→ ACTIVITY
All lines from the opening of the entries below through the line containing "double tap, in dp" must be output exactly as they appear, with no other lines.

LISTED ENTRIES Start Marker

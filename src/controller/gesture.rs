//! Touch gestures on top of the base controller
//!
//! Horizontal drags preview a seek and commit it on release. Vertical
//! drags change volume on the right half of the view and window brightness
//! on the left half, both applied live. The axis and side are fixed by the
//! first movement of a touch sequence.

use super::{
    AttachContext, BaseVideoController, ComponentId, ControlComponent, ControlWrapper, Controller,
    ControllerCommand, VideoControl,
};
use crate::player::{MediaPlayerControl, PlayState, PlayerState};
use crate::utils::config::ControllerConfig;
use crate::utils::timer::earliest;
use crate::window::{is_edge, Gesture, GestureDetector, TouchEvent};
use log::debug;

/// Touch slop in dp
const TOUCH_SLOP_DP: f32 = 8.0;

/// Max distance between the presses of a double tap, in dp
const DOUBLE_TAP_SLOP_DP: f32 = 100.0;

/// Content covered by dragging across the full view width
const SEEK_WINDOW_MS: f32 = 120_000.0;

/// Brightness used when the window follows the system setting
const DEFAULT_BRIGHTNESS: f32 = 0.5;

/// Controller translating touch sequences into seek, volume and brightness
pub struct GestureVideoController {
    base: BaseVideoController,
    detector: Option<GestureDetector>,
    view_size: (u32, u32),

    gesture_enabled: bool,
    can_change_position: bool,
    enable_in_normal: bool,
    double_tap_toggle_play: bool,
    can_slide: bool,
    play_state: PlayState,
    player_state: PlayerState,

    /// Snapshots taken on press
    stream_volume: u32,
    brightness: f32,

    first_touch: bool,
    change_position: bool,
    change_brightness: bool,
    change_volume: bool,
    sliding: bool,
    seek_position: Option<u64>,
}

impl GestureVideoController {
    pub fn new(config: ControllerConfig) -> Self {
        Self::wrap(BaseVideoController::new(config))
    }

    pub fn wrap(base: BaseVideoController) -> Self {
        Self {
            base,
            detector: None,
            view_size: (0, 0),
            gesture_enabled: true,
            can_change_position: true,
            enable_in_normal: true,
            double_tap_toggle_play: true,
            can_slide: true,
            play_state: PlayState::Idle,
            player_state: PlayerState::Normal,
            stream_volume: 0,
            brightness: DEFAULT_BRIGHTNESS,
            first_touch: false,
            change_position: false,
            change_brightness: false,
            change_volume: false,
            sliding: false,
            seek_position: None,
        }
    }

    pub fn base(&self) -> &BaseVideoController {
        &self.base
    }

    pub fn base_mut(&mut self) -> &mut BaseVideoController {
        &mut self.base
    }

    /// Turn volume, brightness and seek dragging on or off
    pub fn set_gesture_enabled(&mut self, enabled: bool) {
        self.gesture_enabled = enabled;
    }

    /// Allow horizontal drags to seek
    pub fn set_can_change_position(&mut self, enabled: bool) {
        self.can_change_position = enabled;
    }

    /// Allow dragging outside full screen
    pub fn set_enable_in_normal(&mut self, enabled: bool) {
        self.enable_in_normal = enabled;
        if self.player_state == PlayerState::Normal {
            self.can_slide = enabled;
        }
    }

    pub fn set_double_tap_toggle_play_enabled(&mut self, enabled: bool) {
        self.double_tap_toggle_play = enabled;
    }

    fn in_playback(&self) -> bool {
        self.base.context().is_some() && self.play_state.accepts_gestures()
    }

    fn on_edge(&self, event: &TouchEvent) -> bool {
        self.base
            .context()
            .is_some_and(|ctx| is_edge(ctx.platform.as_ref(), event))
    }

    fn handle_gesture(&mut self, gesture: Gesture) {
        match gesture {
            Gesture::Down(event) => self.on_down(event),
            Gesture::Scroll {
                down,
                current,
                distance_x,
                distance_y,
            } => self.on_scroll(down, current, distance_x, distance_y),
            Gesture::SingleTapConfirmed(_) => {
                if self.in_playback() {
                    if self.base.is_showing() {
                        self.base.hide();
                    } else {
                        self.base.show();
                    }
                }
            }
            Gesture::DoubleTap(_) => {
                if self.double_tap_toggle_play && !self.base.is_locked() && self.in_playback() {
                    if let Some(mut wrapper) = self.base.wrapper() {
                        wrapper.toggle_play();
                    }
                }
            }
            Gesture::Up(_) => {
                self.stop_slide();
                if let Some(position) = self.seek_position.take() {
                    debug!("Committing gesture seek to {}", position);
                    if let Some(mut wrapper) = self.base.wrapper() {
                        wrapper.seek_to(position);
                    }
                }
            }
            Gesture::Cancel(_) => {
                self.stop_slide();
                self.seek_position = None;
            }
        }
    }

    fn on_down(&mut self, event: TouchEvent) {
        self.first_touch = false;
        self.change_position = false;
        self.change_brightness = false;
        self.change_volume = false;

        if !self.in_playback() || !self.gesture_enabled || self.on_edge(&event) {
            return;
        }
        let Some(ctx) = self.base.context() else { return };

        self.stream_volume = ctx.audio.stream_volume();
        self.brightness = ctx
            .platform
            .window_brightness()
            .unwrap_or(DEFAULT_BRIGHTNESS);
        self.first_touch = true;
    }

    fn on_scroll(&mut self, down: TouchEvent, current: TouchEvent, distance_x: f32, distance_y: f32) {
        if !self.in_playback()
            || !self.gesture_enabled
            || !self.can_slide
            || self.base.is_locked()
            || self.on_edge(&down)
        {
            return;
        }

        let delta_x = down.x - current.x;
        let delta_y = down.y - current.y;

        if self.first_touch {
            self.change_position = distance_x.abs() >= distance_y.abs();
            if current.x > self.view_size.0 as f32 / 2.0 {
                self.change_volume = true;
            } else {
                self.change_brightness = true;
            }
            if self.change_position {
                self.change_position = self.can_change_position;
            }

            if self.change_position || self.change_brightness || self.change_volume {
                self.sliding = true;
                self.base
                    .registry_mut()
                    .for_each_gesture(|g| g.on_start_slide());
            }
            self.first_touch = false;
        }

        if self.change_position {
            self.slide_to_change_position(delta_x);
        } else if self.change_brightness {
            self.slide_to_change_brightness(delta_y);
        } else if self.change_volume {
            self.slide_to_change_volume(delta_y);
        }
    }

    fn slide_to_change_position(&mut self, delta_x: f32) {
        let Some(wrapper) = self.base.wrapper() else { return };
        let width = self.view_size.0.max(1) as f32;

        let duration = wrapper.duration();
        let current = wrapper.current_position();
        let target = -delta_x * SEEK_WINDOW_MS / width + current as f32;
        let position = (target.max(0.0) as u64).min(duration);

        self.base
            .registry_mut()
            .for_each_gesture(|g| g.on_position_change(position, current, duration));
        self.seek_position = Some(position);
    }

    fn slide_to_change_brightness(&mut self, delta_y: f32) {
        let Some(ctx) = self.base.context() else { return };
        let height = self.view_size.1.max(1) as f32;

        let brightness = (delta_y * 2.0 / height + self.brightness).clamp(0.0, 1.0);
        ctx.platform.set_window_brightness(brightness);

        let percent = (brightness * 100.0) as u32;
        self.base
            .registry_mut()
            .for_each_gesture(|g| g.on_brightness_change(percent));
    }

    fn slide_to_change_volume(&mut self, delta_y: f32) {
        let Some(ctx) = self.base.context() else { return };
        let height = self.view_size.1.max(1) as f32;

        let max = ctx.audio.max_stream_volume();
        if max == 0 {
            return;
        }
        let max_f = max as f32;
        let index = (self.stream_volume as f32 + delta_y * 2.0 * max_f / height).clamp(0.0, max_f);
        ctx.audio.set_stream_volume(index as u32);

        let percent = (index / max_f * 100.0) as u32;
        self.base
            .registry_mut()
            .for_each_gesture(|g| g.on_volume_change(percent));
    }

    fn stop_slide(&mut self) {
        if !self.sliding {
            return;
        }
        self.sliding = false;
        self.base.registry_mut().for_each_gesture(|g| g.on_stop_slide());
    }
}

impl Controller for GestureVideoController {
    fn attach(&mut self, ctx: AttachContext) {
        let platform = ctx.platform.clone();
        self.detector = Some(GestureDetector::new(
            platform.dp_to_px(TOUCH_SLOP_DP),
            platform.dp_to_px(DOUBLE_TAP_SLOP_DP),
        ));
        if self.view_size == (0, 0) {
            self.view_size = platform.screen_size();
        }
        self.base.attach(ctx);
    }

    fn detach(&mut self) {
        self.detector = None;
        self.sliding = false;
        self.seek_position = None;
        self.base.detach();
    }

    fn set_play_state(&mut self, state: PlayState) {
        self.base.set_play_state(state);
        self.play_state = state;
    }

    fn set_player_state(&mut self, state: PlayerState) {
        self.base.set_player_state(state);
        self.player_state = state;
        self.can_slide = match state {
            PlayerState::Normal => self.enable_in_normal,
            PlayerState::FullScreen => true,
            PlayerState::TinyScreen => false,
        };
    }

    fn show_net_warning(&self) -> bool {
        self.base.show_net_warning()
    }

    fn on_back_pressed(&mut self) -> bool {
        self.base.on_back_pressed()
    }

    fn handle_command(&mut self, command: ControllerCommand) {
        self.base.handle_command(command);
    }

    fn on_touch(&mut self, event: TouchEvent) -> bool {
        let Some(detector) = self.detector.as_mut() else {
            return false;
        };
        for gesture in detector.on_touch(event) {
            self.handle_gesture(gesture);
        }
        true
    }

    fn on_size_changed(&mut self, width: u32, height: u32) {
        self.view_size = (width, height);
        self.base.on_size_changed(width, height);
    }

    fn on_orientation_changed(&mut self, degrees: i32) {
        self.base.on_orientation_changed(degrees);
    }

    fn on_attached_to_window(&mut self) {
        self.base.on_attached_to_window();
    }

    fn add_control_component(
        &mut self,
        component: Box<dyn ControlComponent>,
        dissociated: bool,
    ) -> ComponentId {
        self.base.add_control_component(component, dissociated)
    }

    fn remove_control_component(&mut self, id: ComponentId) -> Option<Box<dyn ControlComponent>> {
        self.base.remove_control_component(id)
    }

    fn remove_all_control_components(&mut self) {
        self.base.remove_all_control_components();
    }

    fn component(&self, id: ComponentId) -> Option<&dyn ControlComponent> {
        self.base.component(id)
    }

    fn component_mut(&mut self, id: ComponentId) -> Option<&mut (dyn ControlComponent + 'static)> {
        self.base.component_mut(id)
    }

    fn tick(&mut self, now: u64) {
        self.base.tick(now);
        let confirmed = self.detector.as_mut().and_then(|d| d.poll(now));
        if let Some(gesture) = confirmed {
            self.handle_gesture(gesture);
        }
    }

    fn next_deadline(&self) -> Option<u64> {
        earliest(&[
            self.base.next_deadline(),
            self.detector.as_ref().and_then(|d| d.next_deadline()),
        ])
    }

    fn wrapper(&self) -> Option<ControlWrapper> {
        self.base.wrapper()
    }
}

LISTED ENTRIES End Marker

→ SOLUTION TO THIS EXERCISE
filename src/controller/gesture.rs
//! Touch gestures on top of the base controller
//!
//! Horizontal drags preview a seek and commit it on release. Vertical
//! drags change volume on the right half of the view and window brightness
//! on the left half, both applied live. The axis and side are fixed by the
//! first movement of a touch sequence.

use super::{
    AttachContext, BaseVideoController, ComponentId, ControlComponent, ControlWrapper, Controller,
    ControllerCommand, VideoControl,
};
use crate::player::{MediaPlayerControl, PlayState, PlayerState};
use crate::utils::config::ControllerConfig;
use crate::utils::timer::earliest;
use crate::window::{is_edge, Gesture, GestureDetector, TouchEvent};
use log::debug;

/// Touch slop in dp
const TOUCH_SLOP_DP: f32 = 8.0;

/// Max distance between the presses of a double tap, in dp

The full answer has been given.